These carriers are used to exchange information between base
station 302 and access terminal 304. The base station 302 and
access terminal 304 correspond to the base station 100 and access
terminal 116 shown in FIG. 1. The system is symmetric in the that
the number of downlink carriers 306 and 310 are equal to the number
of uplink carriers 308 and 312 and that downlink carrier 306 is
paired with uplink carrier 308 and downlink carrier 310 is paired
with uplink carrier 312. Although only two downlink and two uplink
carriers are shown, the system 300 may be configured to include any
suitable number of downlink and uplink carriers.

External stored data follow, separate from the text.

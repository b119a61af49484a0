//! # TradeStream: position & order lifecycle engine
//!
//! Takes validated alerts, gates them through pre-trade risk, enters on a
//! paper and/or live venue, then walks each position through a half exit
//! at target 1, a breakeven stop, and a final exit at target 2 or the stop.
//!
//! Layering, leaves first:
//!
//! ```text
//!  models ─▶ venues ─▶ engine::router ─▶ engine::lifecycle ─▶ engine::monitor
//!                                             │                    │
//!  risk ───────────────────────────────▶ engine::executor ◀────────┘
//!                                             ▲
//!  routes ─▶ engine::intake (bounded queue) ──┘
//! ```

pub mod auth;
pub mod config;
#[cfg(feature = "postgres")]
pub mod db;
pub mod engine;
pub mod error;
pub mod events;
pub mod models;
pub mod risk;
pub mod routes;
pub mod state;
pub mod store;
pub mod venues;
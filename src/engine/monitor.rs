//! # engine::monitor
//!
//! **Price Monitor**: the one loop that moves filled positions forward.
//!
//! ```text
//!  every interval:
//!    price = router.current_price()          (live preferred, else paper)
//!    for id in ledger (oldest first):        sequential, never parallel
//!      clone out ─▶ evaluate_tick ─▶ write back | remove if terminal
//!                        │
//!                        └─▶ snapshot + event on every exit
//! ```
//!
//! The ledger lock is never held while a venue call is in flight.  Shutdown
//! is observed between ticks only, so an exit that has started always
//! finishes.

use std::panic::AssertUnwindSafe;
use std::sync::Arc;
use std::time::Duration;

use futures_util::FutureExt;
use serde::Serialize;
use tokio::sync::watch;
use tokio::task::JoinHandle;
use tokio::time::MissedTickBehavior;
use tracing::{debug, error, info, warn};

use crate::engine::ledger::{DailyStats, PositionLedger};
use crate::engine::lifecycle::{Exit, PositionStateMachine, TickOutcome};
use crate::events::{EventBus, PositionEvent};
use crate::models::TradePosition;
use crate::store::SnapshotStore;

// ─── TickReport ───────────────────────────────────────────────────────────────

#[derive(Debug, Clone, Default, PartialEq, Serialize)]
pub struct TickReport {
    /// `None` when no venue had a quote; nothing was evaluated.
    pub price:       Option<f64>,
    pub evaluated:   usize,
    pub transitions: usize,
    pub closed:      usize,
}

// ─── PriceMonitor ─────────────────────────────────────────────────────────────

pub struct PriceMonitor {
    machine:  Arc<PositionStateMachine>,
    ledger:   PositionLedger,
    daily:    DailyStats,
    store:    Arc<dyn SnapshotStore>,
    events:   EventBus,
    interval: Duration,
}

impl PriceMonitor {
    pub fn new(
        machine: Arc<PositionStateMachine>,
        ledger: PositionLedger,
        daily: DailyStats,
        store: Arc<dyn SnapshotStore>,
        events: EventBus,
        interval: Duration,
    ) -> Self {
        Self { machine, ledger, daily, store, events, interval }
    }

    /// One pass over every active position at the current price.
    pub async fn run_tick(&self) -> TickReport {
        let Some(price) = self.machine.router().current_price().await else {
            debug!("No price from any venue — tick skipped");
            return TickReport::default();
        };

        let mut report = TickReport { price: Some(price), ..TickReport::default() };

        for id in self.ledger.ids().await {
            let Some(mut position) = self.ledger.get(id).await else {
                continue;
            };
            report.evaluated += 1;

            let evaluated = AssertUnwindSafe(self.machine.evaluate_tick(&mut position, price))
                .catch_unwind()
                .await;

            let outcome = match evaluated {
                Ok(outcome) => outcome,
                Err(panic) => {
                    error!(
                        position_id = %id,
                        price,
                        panic = %panic_message(&*panic),
                        "💥 Position evaluation panicked — skipped this tick"
                    );
                    continue;
                }
            };

            if outcome.is_transition() {
                report.transitions += 1;
            }
            match outcome {
                TickOutcome::Exited { exit, degraded } => {
                    self.persist(&position).await;
                    self.publish_exit(exit, &position);
                    if !degraded.is_empty() {
                        self.events.publish(&PositionEvent::VenueDegraded {
                            position_id: position.id,
                            action:      exit.as_str().to_string(),
                            failures:    degraded.iter().map(ToString::to_string).collect(),
                        });
                    }
                    if self.settle(position).await {
                        report.closed += 1;
                    }
                }
                TickOutcome::Ignored(_) => {
                    // CLOSED but still registered: take it out now
                    if self.settle(position).await {
                        report.closed += 1;
                    }
                }
                TickOutcome::Failed { .. } | TickOutcome::Hold | TickOutcome::Skipped => {}
            }
        }

        if report.transitions > 0 {
            info!(
                price,
                evaluated   = report.evaluated,
                transitions = report.transitions,
                closed      = report.closed,
                "📈 Tick processed"
            );
        }
        report
    }

    /// Writes the position back, or removes it once it is terminal.  Returns
    /// `true` when this call removed it.
    async fn settle(&self, position: TradePosition) -> bool {
        if !position.is_terminal() {
            self.ledger.update(position).await;
            return false;
        }
        match self.ledger.remove(position.id).await {
            Some(_) => {
                self.daily.record_closed(position.realized_pnl).await;
                info!(
                    position_id = %position.id,
                    status      = position.trade_status.as_str(),
                    realized    = position.realized_pnl,
                    "📕 Position deregistered"
                );
                true
            }
            None => false,
        }
    }

    async fn persist(&self, position: &TradePosition) {
        if let Err(e) = self.store.record(position).await {
            warn!(position_id = %position.id, error = %e, "⚠️ Snapshot not recorded");
        }
    }

    fn publish_exit(&self, exit: Exit, position: &TradePosition) {
        let position = Box::new(position.clone());
        let event = match exit {
            Exit::Target1 => PositionEvent::Target1Hit { position },
            Exit::Target2 => PositionEvent::Target2Hit { position },
            Exit::Stop    => PositionEvent::StoppedOut { position },
        };
        self.events.publish(&event);
    }

    // ─── Task ─────────────────────────────────────────────────────────────────

    /// Runs [`Self::run_tick`] every interval until the handle is stopped.
    pub fn spawn(self: Arc<Self>) -> MonitorHandle {
        let (shutdown_tx, mut shutdown_rx) = watch::channel(false);

        let task = tokio::spawn(async move {
            let start = tokio::time::Instant::now() + self.interval;
            let mut ticker = tokio::time::interval_at(start, self.interval);
            ticker.set_missed_tick_behavior(MissedTickBehavior::Delay);
            info!(interval_ms = self.interval.as_millis() as u64, "👁️ Price monitor started");

            loop {
                tokio::select! {
                    _ = ticker.tick() => {}
                    changed = shutdown_rx.changed() => {
                        if changed.is_err() {
                            break;
                        }
                    }
                }
                if *shutdown_rx.borrow() {
                    break;
                }
                self.run_tick().await;
            }

            info!("👁️ Price monitor stopped");
        });

        MonitorHandle { shutdown: shutdown_tx, task }
    }
}

fn panic_message(panic: &(dyn std::any::Any + Send)) -> String {
    if let Some(s) = panic.downcast_ref::<&str>() {
        (*s).to_string()
    } else if let Some(s) = panic.downcast_ref::<String>() {
        s.clone()
    } else {
        "unknown panic".to_string()
    }
}

// ─── MonitorHandle ────────────────────────────────────────────────────────────

pub struct MonitorHandle {
    shutdown: watch::Sender<bool>,
    task:     JoinHandle<()>,
}

impl MonitorHandle {
    pub fn is_running(&self) -> bool {
        !self.task.is_finished()
    }

    /// Signals the loop and waits up to `grace` for it to exit.  Returns
    /// `true` if it did.
    pub async fn stop(self, grace: Duration) -> bool {
        let _ = self.shutdown.send(true);
        match tokio::time::timeout(grace, self.task).await {
            Ok(Ok(())) => true,
            Ok(Err(e)) => {
                error!(error = %e, "Price monitor task ended abnormally");
                true
            }
            Err(_) => {
                warn!(grace_ms = grace.as_millis() as u64, "⏳ Price monitor did not stop in time");
                false
            }
        }
    }
}

#[cfg(test)]
mod tests {
    use chrono::Utc;

    use super::*;
    use crate::config::SizeMapping;
    use crate::engine::router::OrderRouter;
    use crate::models::{Alert, OrderSide, PositionStatus, TradeStatus, VenueKind};
    use crate::store::InMemorySnapshotStore;
    use crate::venues::testing::ScriptedVenue;
    use crate::venues::VenueError;

    struct Rig {
        paper:   Arc<ScriptedVenue>,
        machine: Arc<PositionStateMachine>,
        ledger:  PositionLedger,
        daily:   DailyStats,
        store:   Arc<InMemorySnapshotStore>,
        events:  EventBus,
        monitor: Arc<PriceMonitor>,
    }

    fn rig() -> Rig {
        let paper = Arc::new(ScriptedVenue::new(VenueKind::Paper, 6326.0));
        let router = OrderRouter::new(Duration::from_millis(200)).with_venue(paper.clone(), true);
        let machine = Arc::new(PositionStateMachine::new(
            Arc::new(router),
            SizeMapping::new([("A", 3)]),
            1.25,
        ));
        let ledger = PositionLedger::new();
        let daily  = DailyStats::new();
        let store  = Arc::new(InMemorySnapshotStore::new());
        let events = EventBus::new();
        let monitor = Arc::new(PriceMonitor::new(
            machine.clone(),
            ledger.clone(),
            daily.clone(),
            store.clone(),
            events.clone(),
            Duration::from_millis(10),
        ));
        Rig { paper, machine, ledger, daily, store, events, monitor }
    }

    fn alert(id: u64) -> Alert {
        Alert {
            alert_id:  id,
            source_id: "test".into(),
            price:     6326.0,
            stop:      6316.0,
            target1:   6333.0,
            target2:   6338.0,
            size:      "A".into(),
            timestamp: Utc::now(),
        }
    }

    async fn register(rig: &Rig, id: u64) -> uuid::Uuid {
        let mut pos = rig.machine.create_from_alert(&alert(id));
        rig.machine.submit_entry(&mut pos).await.unwrap();
        rig.machine.on_entry_filled(&mut pos, 6326.0).unwrap();
        let pid = pos.id;
        rig.ledger.insert(pos).await;
        pid
    }

    #[tokio::test]
    async fn test_scenario_a_through_ticks() {
        let rig = rig();
        let id = register(&rig, 1).await;
        let mut rx = rig.events.subscribe();

        let mut reports = Vec::new();
        for price in [6320.0, 6333.0, 6330.0, 6338.0] {
            rig.paper.set_price(price).await;
            reports.push(rig.monitor.run_tick().await);
        }

        let transitions: Vec<_> = reports.iter().map(|r| r.transitions).collect();
        assert_eq!(transitions, vec![0, 1, 0, 1]);
        assert_eq!(reports[3].closed, 1);
        assert!(rig.ledger.is_empty().await);
        assert_eq!(rig.paper.market_orders(OrderSide::Sell).await, vec![1, 2]);
        assert!((rig.daily.closed_pnl().await - 38.75).abs() < 1e-9);

        let statuses: Vec<_> = rig.store.history(id).await.iter().map(|p| p.trade_status).collect();
        assert_eq!(statuses, vec![TradeStatus::Target1Hit, TradeStatus::Target2Hit]);

        assert!(rx.recv().await.unwrap().contains("\"TARGET1_HIT\""));
        assert!(rx.recv().await.unwrap().contains("\"TARGET2_HIT\""));
    }

    #[tokio::test]
    async fn test_intermediate_state_is_written_back() {
        let rig = rig();
        let id = register(&rig, 1).await;

        rig.paper.set_price(6333.0).await;
        rig.monitor.run_tick().await;

        let pos = rig.ledger.get(id).await.unwrap();
        assert_eq!(pos.trade_status, TradeStatus::Target1Hit);
        assert_eq!(pos.current_quantity, 2);
        assert_eq!(pos.stop_price, 6326.0);
        assert_eq!(rig.ledger.open_realized_pnl().await, 8.75);
    }

    #[tokio::test]
    async fn test_no_price_skips_tick() {
        let rig = rig();
        register(&rig, 1).await;
        rig.paper.clear_price().await;

        let report = rig.monitor.run_tick().await;
        assert_eq!(report, TickReport::default());
        assert_eq!(rig.ledger.len().await, 1);
    }

    #[tokio::test]
    async fn test_failure_on_one_position_does_not_stop_the_others() {
        let rig = rig();
        register(&rig, 1).await;
        tokio::time::sleep(Duration::from_millis(2)).await;
        register(&rig, 2).await;

        rig.paper.set_price(6310.0).await;
        // first exit refused, second goes through
        rig.paper.fail_next(VenueError::Unreachable("blip".into())).await;
        let report = rig.monitor.run_tick().await;

        assert_eq!(report.evaluated, 2);
        assert_eq!(report.transitions, 1);
        assert_eq!(report.closed, 1);
        assert_eq!(rig.ledger.len().await, 1);

        // retried next tick
        let report = rig.monitor.run_tick().await;
        assert_eq!(report.closed, 1);
        assert!(rig.ledger.is_empty().await);
        assert_eq!(rig.paper.market_orders(OrderSide::Sell).await, vec![3, 3]);
    }

    #[tokio::test]
    async fn test_panic_in_one_position_is_isolated() {
        let rig = rig();
        let first = register(&rig, 1).await;
        tokio::time::sleep(Duration::from_millis(2)).await;
        let second = register(&rig, 2).await;

        rig.paper.set_price(6333.0).await;
        // the first T1 sell blows up inside the venue
        rig.paper.panic_next().await;
        let report = rig.monitor.run_tick().await;

        assert_eq!(report.evaluated, 2);
        assert_eq!(report.transitions, 1);
        let untouched = rig.ledger.get(first).await.unwrap();
        assert_eq!(untouched.position_status, PositionStatus::Full);
        assert_eq!(untouched.current_quantity, 3);
        assert_eq!(rig.ledger.get(second).await.unwrap().trade_status, TradeStatus::Target1Hit);

        // still registered, so the next tick takes its exit
        let report = rig.monitor.run_tick().await;
        assert_eq!(report.transitions, 1);
        assert_eq!(rig.ledger.get(first).await.unwrap().trade_status, TradeStatus::Target1Hit);
        assert_eq!(rig.paper.market_orders(OrderSide::Sell).await, vec![1, 1]);
    }

    #[tokio::test]
    async fn test_closed_position_leaves_exactly_once() {
        let rig = rig();
        let id = register(&rig, 1).await;

        rig.paper.set_price(6310.0).await;
        assert_eq!(rig.monitor.run_tick().await.closed, 1);
        assert_eq!(rig.monitor.run_tick().await.closed, 0);
        assert!(rig.ledger.get(id).await.is_none());
        assert!((rig.daily.closed_pnl().await - (-60.0)).abs() < 1e-9);
    }

    #[tokio::test]
    async fn test_spawned_loop_runs_and_stops() {
        let rig = rig();
        register(&rig, 1).await;
        rig.paper.set_price(6310.0).await;

        let handle = rig.monitor.clone().spawn();
        for _ in 0..100 {
            if rig.ledger.is_empty().await {
                break;
            }
            tokio::time::sleep(Duration::from_millis(5)).await;
        }
        assert!(rig.ledger.is_empty().await);
        assert!(handle.is_running());
        assert!(handle.stop(Duration::from_secs(1)).await);
    }
}
//! Scripted [`OrderVenue`] for engine tests: settable price, injectable
//! failures, panics and latency, and a log of every order it accepted.

use std::collections::VecDeque;
use std::sync::atomic::{AtomicU64, Ordering};
use std::time::Duration;

use async_trait::async_trait;
use chrono::Utc;
use tokio::sync::Mutex;

use crate::models::{OrderHandle, OrderSide, OrderType, VenueKind};
use crate::venues::{OrderVenue, VenueError};

#[derive(Debug, Clone, PartialEq)]
pub struct PlacedOrder {
    pub side:       OrderSide,
    pub order_type: OrderType,
    pub quantity:   u32,
    pub stop_price: Option<f64>,
}

#[derive(Default)]
struct Script {
    price:      Option<f64>,
    /// Errors handed out to the next order calls, front first.
    failures:   VecDeque<VenueError>,
    fail_all:   Option<VenueError>,
    panic_next: bool,
    delay:      Option<Duration>,
    placed:     Vec<PlacedOrder>,
    cancelled:  Vec<String>,
    observed:   Vec<f64>,
    balance:    f64,
    market_open: bool,
}

pub struct ScriptedVenue {
    kind:   VenueKind,
    script: Mutex<Script>,
    next:   AtomicU64,
}

impl ScriptedVenue {
    pub fn new(kind: VenueKind, price: f64) -> Self {
        Self {
            kind,
            script: Mutex::new(Script {
                price:       Some(price),
                balance:     50_000.0,
                market_open: true,
                ..Script::default()
            }),
            next: AtomicU64::new(1),
        }
    }

    pub async fn set_price(&self, price: f64) {
        self.script.lock().await.price = Some(price);
    }

    pub async fn clear_price(&self) {
        self.script.lock().await.price = None;
    }

    /// The next order call fails with `err`.
    pub async fn fail_next(&self, err: VenueError) {
        self.script.lock().await.failures.push_back(err);
    }

    /// Every order call fails with `err` until [`Self::recover`].
    pub async fn fail_always(&self, err: VenueError) {
        self.script.lock().await.fail_all = Some(err);
    }

    pub async fn recover(&self) {
        let mut s = self.script.lock().await;
        s.fail_all = None;
        s.failures.clear();
    }

    /// The next order call panics instead of answering.
    pub async fn panic_next(&self) {
        self.script.lock().await.panic_next = true;
    }

    /// Order calls sleep this long before answering.
    pub async fn set_delay(&self, delay: Duration) {
        self.script.lock().await.delay = Some(delay);
    }

    pub async fn set_balance(&self, balance: f64) {
        self.script.lock().await.balance = balance;
    }

    pub async fn set_market_open(&self, open: bool) {
        self.script.lock().await.market_open = open;
    }

    pub async fn placed(&self) -> Vec<PlacedOrder> {
        self.script.lock().await.placed.clone()
    }

    pub async fn market_orders(&self, side: OrderSide) -> Vec<u32> {
        self.script
            .lock()
            .await
            .placed
            .iter()
            .filter(|o| o.order_type == OrderType::Market && o.side == side)
            .map(|o| o.quantity)
            .collect()
    }

    pub async fn cancelled(&self) -> Vec<String> {
        self.script.lock().await.cancelled.clone()
    }

    /// Quotes routed in from another venue.  The scripted price is unchanged.
    pub async fn observed(&self) -> Vec<f64> {
        self.script.lock().await.observed.clone()
    }

    async fn place(
        &self,
        side: OrderSide,
        order_type: OrderType,
        quantity: u32,
        stop_price: Option<f64>,
    ) -> Result<OrderHandle, VenueError> {
        let delay = self.script.lock().await.delay;
        if let Some(delay) = delay {
            tokio::time::sleep(delay).await;
        }

        let mut s = self.script.lock().await;
        if std::mem::take(&mut s.panic_next) {
            drop(s);
            panic!("scripted {} venue panicked on {side} {quantity}", self.kind);
        }
        if let Some(err) = s.failures.pop_front() {
            return Err(err);
        }
        if let Some(err) = s.fail_all.clone() {
            return Err(err);
        }

        s.placed.push(PlacedOrder { side, order_type, quantity, stop_price });
        let fill_price = match order_type {
            OrderType::Market => s.price,
            OrderType::Stop   => None,
        };

        Ok(OrderHandle {
            venue: self.kind,
            order_id: self.next.fetch_add(1, Ordering::Relaxed).to_string(),
            side,
            quantity,
            order_type,
            stop_price,
            fill_price,
            submitted_at: Utc::now(),
        })
    }
}

#[async_trait]
impl OrderVenue for ScriptedVenue {
    fn kind(&self) -> VenueKind {
        self.kind
    }

    async fn place_market_order(&self, side: OrderSide, quantity: u32) -> Result<OrderHandle, VenueError> {
        self.place(side, OrderType::Market, quantity, None).await
    }

    async fn place_stop_order(
        &self,
        side: OrderSide,
        quantity: u32,
        stop_price: f64,
    ) -> Result<OrderHandle, VenueError> {
        self.place(side, OrderType::Stop, quantity, Some(stop_price)).await
    }

    async fn cancel_order(&self, handle: &OrderHandle) -> bool {
        self.script.lock().await.cancelled.push(handle.order_id.clone());
        true
    }

    async fn current_price(&self) -> Option<f64> {
        self.script.lock().await.price
    }

    async fn account_balance(&self) -> Result<f64, VenueError> {
        Ok(self.script.lock().await.balance)
    }

    async fn is_market_open(&self) -> bool {
        self.script.lock().await.market_open
    }

    async fn observe_price(&self, price: f64) {
        self.script.lock().await.observed.push(price);
    }
}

[0047] FIG. 3 illustrates an example system 300 that exchanges
messages in connection with a random access procedure between base
station 302 and user equipment 304 operating in a wireless
communication environment. The base station 302 and user equipment
304 correspond to the base station 100 and access terminal 116
shown in FIG. 1. Base station 302 can transmit and/or receive
information, signals, data, instructions, commands, bits, symbols,
and the like. Base station 302 can communicate with a User
Equipment (UE) 304 via forward link and/or reverse link. UE 304 can
transmit and/or receive information, signals, data, instructions,
commands, bits, symbols, and the like. Moreover, although not
shown, it is contemplated that any suitable number of base stations
similar to base station 302 can be included in system 300 and/or
any number of UEs similar to UE 304 can be included in system
300.
[0048] The UE 304 can further include a preamble generation
component 306 and an identity conveyance component 308, and base
station 302 can further include a response production component 310
and a contention resolution component 312. UE 304 and base station
302 can exchange messages as part of a random access procedure
prior to UE 304 entering a system. For example, in Long Term
Evolution (LTE) Release 8 (Rel-8), UE 304 and base station 302 can
exchange four messages; however, the claimed subject matter is not
so limited as described herein. Message 1 can be a random access
preamble yielded by preamble generation component 306 sent by UE
304 to base station 302. By way of illustration, the random access
preamble can be sent via a Physical Random Access Channel (PRACH).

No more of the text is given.